[[ PROVIDED RECORDS, beginning ]]

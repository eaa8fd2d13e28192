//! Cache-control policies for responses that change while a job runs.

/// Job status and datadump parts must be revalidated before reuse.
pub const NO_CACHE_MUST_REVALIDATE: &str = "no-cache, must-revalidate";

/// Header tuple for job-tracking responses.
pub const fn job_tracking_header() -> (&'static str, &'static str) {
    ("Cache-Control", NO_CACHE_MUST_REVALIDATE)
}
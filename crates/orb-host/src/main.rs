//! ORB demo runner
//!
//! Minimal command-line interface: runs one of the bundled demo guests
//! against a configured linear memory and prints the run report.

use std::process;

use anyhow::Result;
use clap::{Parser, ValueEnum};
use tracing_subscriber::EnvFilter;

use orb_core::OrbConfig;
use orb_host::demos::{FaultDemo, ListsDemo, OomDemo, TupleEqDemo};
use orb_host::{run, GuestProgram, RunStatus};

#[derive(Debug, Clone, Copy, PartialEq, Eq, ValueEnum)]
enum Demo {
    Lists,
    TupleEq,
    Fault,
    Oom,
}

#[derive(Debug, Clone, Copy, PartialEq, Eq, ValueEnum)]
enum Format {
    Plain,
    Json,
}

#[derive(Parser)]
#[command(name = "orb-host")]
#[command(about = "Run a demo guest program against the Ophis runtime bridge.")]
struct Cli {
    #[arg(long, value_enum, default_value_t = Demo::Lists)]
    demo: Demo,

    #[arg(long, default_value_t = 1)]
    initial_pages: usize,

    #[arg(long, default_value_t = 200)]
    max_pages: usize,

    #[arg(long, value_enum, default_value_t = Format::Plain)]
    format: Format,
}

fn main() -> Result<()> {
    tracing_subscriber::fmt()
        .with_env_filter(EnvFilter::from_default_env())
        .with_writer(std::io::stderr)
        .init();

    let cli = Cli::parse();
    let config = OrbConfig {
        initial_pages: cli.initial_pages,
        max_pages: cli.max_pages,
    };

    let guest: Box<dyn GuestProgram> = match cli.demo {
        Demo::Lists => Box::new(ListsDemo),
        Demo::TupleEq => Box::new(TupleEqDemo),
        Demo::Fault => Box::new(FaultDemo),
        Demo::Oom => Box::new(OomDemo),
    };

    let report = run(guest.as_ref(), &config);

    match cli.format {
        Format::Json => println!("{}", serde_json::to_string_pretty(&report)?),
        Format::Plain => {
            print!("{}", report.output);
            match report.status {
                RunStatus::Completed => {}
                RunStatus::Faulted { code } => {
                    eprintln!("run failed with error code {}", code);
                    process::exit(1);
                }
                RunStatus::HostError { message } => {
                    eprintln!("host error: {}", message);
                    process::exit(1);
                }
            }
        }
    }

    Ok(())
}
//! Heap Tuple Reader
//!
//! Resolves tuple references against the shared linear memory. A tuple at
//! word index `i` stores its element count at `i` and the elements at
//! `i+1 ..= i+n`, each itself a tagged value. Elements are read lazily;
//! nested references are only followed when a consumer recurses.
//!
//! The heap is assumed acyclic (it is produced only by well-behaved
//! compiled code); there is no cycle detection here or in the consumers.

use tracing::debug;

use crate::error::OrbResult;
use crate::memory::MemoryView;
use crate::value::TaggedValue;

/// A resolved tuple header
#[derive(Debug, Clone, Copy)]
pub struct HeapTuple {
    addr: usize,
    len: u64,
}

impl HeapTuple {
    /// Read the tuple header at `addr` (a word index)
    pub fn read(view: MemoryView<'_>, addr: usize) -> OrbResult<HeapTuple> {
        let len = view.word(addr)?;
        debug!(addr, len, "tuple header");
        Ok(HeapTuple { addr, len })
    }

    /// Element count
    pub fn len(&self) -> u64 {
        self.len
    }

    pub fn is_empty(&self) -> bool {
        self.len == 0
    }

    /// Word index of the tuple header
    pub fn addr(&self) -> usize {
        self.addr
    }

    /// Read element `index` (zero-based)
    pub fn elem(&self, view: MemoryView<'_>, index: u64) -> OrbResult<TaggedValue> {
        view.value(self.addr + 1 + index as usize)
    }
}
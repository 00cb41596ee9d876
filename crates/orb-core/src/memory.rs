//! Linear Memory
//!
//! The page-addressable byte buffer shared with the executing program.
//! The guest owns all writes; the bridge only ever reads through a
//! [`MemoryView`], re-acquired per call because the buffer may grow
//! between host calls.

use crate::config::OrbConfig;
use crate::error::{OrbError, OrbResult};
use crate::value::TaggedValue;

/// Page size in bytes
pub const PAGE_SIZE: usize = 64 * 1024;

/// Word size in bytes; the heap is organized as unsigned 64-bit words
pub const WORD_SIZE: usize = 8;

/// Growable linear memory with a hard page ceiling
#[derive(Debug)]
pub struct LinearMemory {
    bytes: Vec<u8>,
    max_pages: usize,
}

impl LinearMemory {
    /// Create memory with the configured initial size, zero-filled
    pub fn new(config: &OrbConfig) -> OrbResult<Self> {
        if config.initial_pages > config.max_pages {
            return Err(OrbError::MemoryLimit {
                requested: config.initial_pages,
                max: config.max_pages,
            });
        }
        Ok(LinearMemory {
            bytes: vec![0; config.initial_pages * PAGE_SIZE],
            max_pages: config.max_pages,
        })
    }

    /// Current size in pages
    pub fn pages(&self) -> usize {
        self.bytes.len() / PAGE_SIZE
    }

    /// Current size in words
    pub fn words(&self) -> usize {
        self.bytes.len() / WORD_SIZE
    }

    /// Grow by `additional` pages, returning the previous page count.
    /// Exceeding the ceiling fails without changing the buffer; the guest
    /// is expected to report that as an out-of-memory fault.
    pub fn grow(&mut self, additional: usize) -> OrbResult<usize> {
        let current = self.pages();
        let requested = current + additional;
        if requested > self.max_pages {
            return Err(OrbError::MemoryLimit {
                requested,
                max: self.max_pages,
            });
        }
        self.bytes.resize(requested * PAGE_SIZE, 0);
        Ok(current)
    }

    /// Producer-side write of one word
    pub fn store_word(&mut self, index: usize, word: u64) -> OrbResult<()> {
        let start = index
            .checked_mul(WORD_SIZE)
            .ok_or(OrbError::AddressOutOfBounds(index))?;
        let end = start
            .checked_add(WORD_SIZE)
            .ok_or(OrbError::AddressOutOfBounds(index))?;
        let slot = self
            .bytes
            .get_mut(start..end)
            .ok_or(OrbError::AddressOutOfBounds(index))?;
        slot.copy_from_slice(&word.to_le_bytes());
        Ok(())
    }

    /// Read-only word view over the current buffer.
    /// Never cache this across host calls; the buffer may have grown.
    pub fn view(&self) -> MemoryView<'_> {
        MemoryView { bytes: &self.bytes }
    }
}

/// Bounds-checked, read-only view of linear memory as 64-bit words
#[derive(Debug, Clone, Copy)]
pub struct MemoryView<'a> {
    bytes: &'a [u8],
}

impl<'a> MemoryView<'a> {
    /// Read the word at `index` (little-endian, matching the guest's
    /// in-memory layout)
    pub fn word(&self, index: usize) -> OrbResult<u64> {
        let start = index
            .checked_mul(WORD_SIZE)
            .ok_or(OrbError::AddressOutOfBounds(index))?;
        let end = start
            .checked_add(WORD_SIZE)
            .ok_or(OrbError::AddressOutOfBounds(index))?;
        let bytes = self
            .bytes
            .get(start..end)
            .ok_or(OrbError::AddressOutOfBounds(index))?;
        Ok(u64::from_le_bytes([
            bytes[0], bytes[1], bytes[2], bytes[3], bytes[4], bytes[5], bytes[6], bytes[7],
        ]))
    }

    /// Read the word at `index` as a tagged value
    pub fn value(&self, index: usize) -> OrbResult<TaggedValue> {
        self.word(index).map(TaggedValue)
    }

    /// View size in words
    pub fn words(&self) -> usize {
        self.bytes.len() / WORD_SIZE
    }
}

[[ PROVIDED RECORDS, end ]]

**WHAT IS REQUIRED**
The lines above that hold the string "additional" are to be located and copied.

**TASK RESPONSE**
    /// Grow by `additional` pages, returning the previous page count.
    pub fn grow(&mut self, additional: usize) -> OrbResult<usize> {
        let requested = current + additional;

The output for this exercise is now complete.